(DATA LISTING begins)

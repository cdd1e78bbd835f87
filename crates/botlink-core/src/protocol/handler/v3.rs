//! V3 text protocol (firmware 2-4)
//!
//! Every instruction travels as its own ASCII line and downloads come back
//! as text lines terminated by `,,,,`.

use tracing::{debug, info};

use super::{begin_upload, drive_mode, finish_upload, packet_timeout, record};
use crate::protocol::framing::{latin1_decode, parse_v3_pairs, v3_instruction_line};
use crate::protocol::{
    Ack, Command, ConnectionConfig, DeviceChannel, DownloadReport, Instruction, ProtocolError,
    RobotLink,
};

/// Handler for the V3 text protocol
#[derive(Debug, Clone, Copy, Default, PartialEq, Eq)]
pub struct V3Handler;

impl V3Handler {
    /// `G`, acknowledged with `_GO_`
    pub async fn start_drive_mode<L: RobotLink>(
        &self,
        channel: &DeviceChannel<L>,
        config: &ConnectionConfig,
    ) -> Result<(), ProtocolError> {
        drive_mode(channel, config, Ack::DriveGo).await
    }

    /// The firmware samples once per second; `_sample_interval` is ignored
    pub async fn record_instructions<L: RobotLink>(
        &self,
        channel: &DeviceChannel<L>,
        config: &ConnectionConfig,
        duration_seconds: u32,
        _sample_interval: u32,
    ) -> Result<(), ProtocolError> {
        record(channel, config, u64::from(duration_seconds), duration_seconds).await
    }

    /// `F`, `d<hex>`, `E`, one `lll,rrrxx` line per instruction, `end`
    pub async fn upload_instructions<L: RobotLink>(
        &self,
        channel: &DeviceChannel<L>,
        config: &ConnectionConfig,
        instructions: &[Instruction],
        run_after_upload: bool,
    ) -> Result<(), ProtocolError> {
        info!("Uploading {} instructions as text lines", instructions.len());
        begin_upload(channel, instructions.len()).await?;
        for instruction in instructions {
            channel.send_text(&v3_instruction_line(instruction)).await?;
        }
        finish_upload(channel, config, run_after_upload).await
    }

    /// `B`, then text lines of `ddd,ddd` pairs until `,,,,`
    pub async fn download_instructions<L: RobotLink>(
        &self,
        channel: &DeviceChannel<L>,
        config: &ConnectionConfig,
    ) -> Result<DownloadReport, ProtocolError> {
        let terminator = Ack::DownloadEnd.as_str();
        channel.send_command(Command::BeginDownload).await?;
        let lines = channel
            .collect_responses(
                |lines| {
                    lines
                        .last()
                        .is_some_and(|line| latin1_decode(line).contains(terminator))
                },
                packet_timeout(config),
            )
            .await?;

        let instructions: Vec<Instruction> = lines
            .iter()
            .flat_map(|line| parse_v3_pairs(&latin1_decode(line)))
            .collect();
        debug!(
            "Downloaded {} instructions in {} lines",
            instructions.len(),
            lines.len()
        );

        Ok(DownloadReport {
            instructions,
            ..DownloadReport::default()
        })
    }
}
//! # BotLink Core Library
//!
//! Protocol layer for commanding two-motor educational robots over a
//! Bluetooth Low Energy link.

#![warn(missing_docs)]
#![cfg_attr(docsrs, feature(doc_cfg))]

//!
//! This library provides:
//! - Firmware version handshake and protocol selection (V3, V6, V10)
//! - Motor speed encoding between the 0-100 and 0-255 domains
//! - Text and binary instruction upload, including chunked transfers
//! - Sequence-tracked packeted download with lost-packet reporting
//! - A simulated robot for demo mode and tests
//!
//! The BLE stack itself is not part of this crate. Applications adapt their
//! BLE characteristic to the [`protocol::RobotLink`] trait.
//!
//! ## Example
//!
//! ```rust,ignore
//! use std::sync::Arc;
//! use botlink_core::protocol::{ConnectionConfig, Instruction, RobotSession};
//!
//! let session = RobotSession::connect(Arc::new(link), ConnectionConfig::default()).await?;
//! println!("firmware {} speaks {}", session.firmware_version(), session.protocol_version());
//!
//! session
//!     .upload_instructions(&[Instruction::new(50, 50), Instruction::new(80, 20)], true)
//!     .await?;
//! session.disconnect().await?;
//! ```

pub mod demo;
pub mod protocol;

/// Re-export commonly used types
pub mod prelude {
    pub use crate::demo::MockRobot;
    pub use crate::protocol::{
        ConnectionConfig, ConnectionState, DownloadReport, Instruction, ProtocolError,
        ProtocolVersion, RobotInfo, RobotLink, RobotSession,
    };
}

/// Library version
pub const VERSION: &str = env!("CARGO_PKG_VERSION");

(DATA LISTING ends)

### REQUIREMENT
Write the records out once more. Each line must match.

### WRITTEN SOLUTION
repository cdd1e78bbd835f87
filename crates/botlink-core/src/protocol/handler/v3.rs
//! V3 text protocol (firmware 2-4)
//!
//! Every instruction travels as its own ASCII line and downloads come back
//! as text lines terminated by `,,,,`.

use tracing::{debug, info};

use super::{begin_upload, drive_mode, finish_upload, packet_timeout, record};
use crate::protocol::framing::{latin1_decode, parse_v3_pairs, v3_instruction_line};
use crate::protocol::{
    Ack, Command, ConnectionConfig, DeviceChannel, DownloadReport, Instruction, ProtocolError,
    RobotLink,
};

/// Handler for the V3 text protocol
#[derive(Debug, Clone, Copy, Default, PartialEq, Eq)]
pub struct V3Handler;

impl V3Handler {
    /// `G`, acknowledged with `_GO_`
    pub async fn start_drive_mode<L: RobotLink>(
        &self,
        channel: &DeviceChannel<L>,
        config: &ConnectionConfig,
    ) -> Result<(), ProtocolError> {
        drive_mode(channel, config, Ack::DriveGo).await
    }

    /// The firmware samples once per second; `_sample_interval` is ignored
    pub async fn record_instructions<L: RobotLink>(
        &self,
        channel: &DeviceChannel<L>,
        config: &ConnectionConfig,
        duration_seconds: u32,
        _sample_interval: u32,
    ) -> Result<(), ProtocolError> {
        record(channel, config, u64::from(duration_seconds), duration_seconds).await
    }

    /// `F`, `d<hex>`, `E`, one `lll,rrrxx` line per instruction, `end`
    pub async fn upload_instructions<L: RobotLink>(
        &self,
        channel: &DeviceChannel<L>,
        config: &ConnectionConfig,
        instructions: &[Instruction],
        run_after_upload: bool,
    ) -> Result<(), ProtocolError> {
        info!("Uploading {} instructions as text lines", instructions.len());
        begin_upload(channel, instructions.len()).await?;
        for instruction in instructions {
            channel.send_text(&v3_instruction_line(instruction)).await?;
        }
        finish_upload(channel, config, run_after_upload).await
    }

    /// `B`, then text lines of `ddd,ddd` pairs until `,,,,`
    pub async fn download_instructions<L: RobotLink>(
        &self,
        channel: &DeviceChannel<L>,
        config: &ConnectionConfig,
    ) -> Result<DownloadReport, ProtocolError> {
        let terminator = Ack::DownloadEnd.as_str();
        channel.send_command(Command::BeginDownload).await?;
        let lines = channel
            .collect_responses(
                |lines| {
                    lines
                        .last()
                        .is_some_and(|line| latin1_decode(line).contains(terminator))
                },
                packet_timeout(config),
            )
            .await?;

        let instructions: Vec<Instruction> = lines
            .iter()
            .flat_map(|line| parse_v3_pairs(&latin1_decode(line)))
            .collect();
        debug!(
            "Downloaded {} instructions in {} lines",
            instructions.len(),
            lines.len()
        );

        Ok(DownloadReport {
            instructions,
            ..DownloadReport::default()
        })
    }
}
//! # BotLink Core Library
//!
//! Protocol layer for commanding two-motor educational robots over a
//! Bluetooth Low Energy link.

#![warn(missing_docs)]
#![cfg_attr(docsrs, feature(doc_cfg))]

//!
//! This library provides:
//! - Firmware version handshake and protocol selection (V3, V6, V10)
//! - Motor speed encoding between the 0-100 and 0-255 domains
//! - Text and binary instruction upload, including chunked transfers
//! - Sequence-tracked packeted download with lost-packet reporting
//! - A simulated robot for demo mode and tests
//!
//! The BLE stack itself is not part of this crate. Applications adapt their
//! BLE characteristic to the [`protocol::RobotLink`] trait.
//!
//! ## Example
//!
//! ```rust,ignore
//! use std::sync::Arc;
//! use botlink_core::protocol::{ConnectionConfig, Instruction, RobotSession};
//!
//! let session = RobotSession::connect(Arc::new(link), ConnectionConfig::default()).await?;
//! println!("firmware {} speaks {}", session.firmware_version(), session.protocol_version());
//!
//! session
//!     .upload_instructions(&[Instruction::new(50, 50), Instruction::new(80, 20)], true)
//!     .await?;
//! session.disconnect().await?;
//! ```

pub mod demo;
pub mod protocol;

/// Re-export commonly used types
pub mod prelude {
    pub use crate::demo::MockRobot;
    pub use crate::protocol::{
        ConnectionConfig, ConnectionState, DownloadReport, Instruction, ProtocolError,
        ProtocolVersion, RobotInfo, RobotLink, RobotSession,
    };
}

/// Library version
pub const VERSION: &str = env!("CARGO_PKG_VERSION");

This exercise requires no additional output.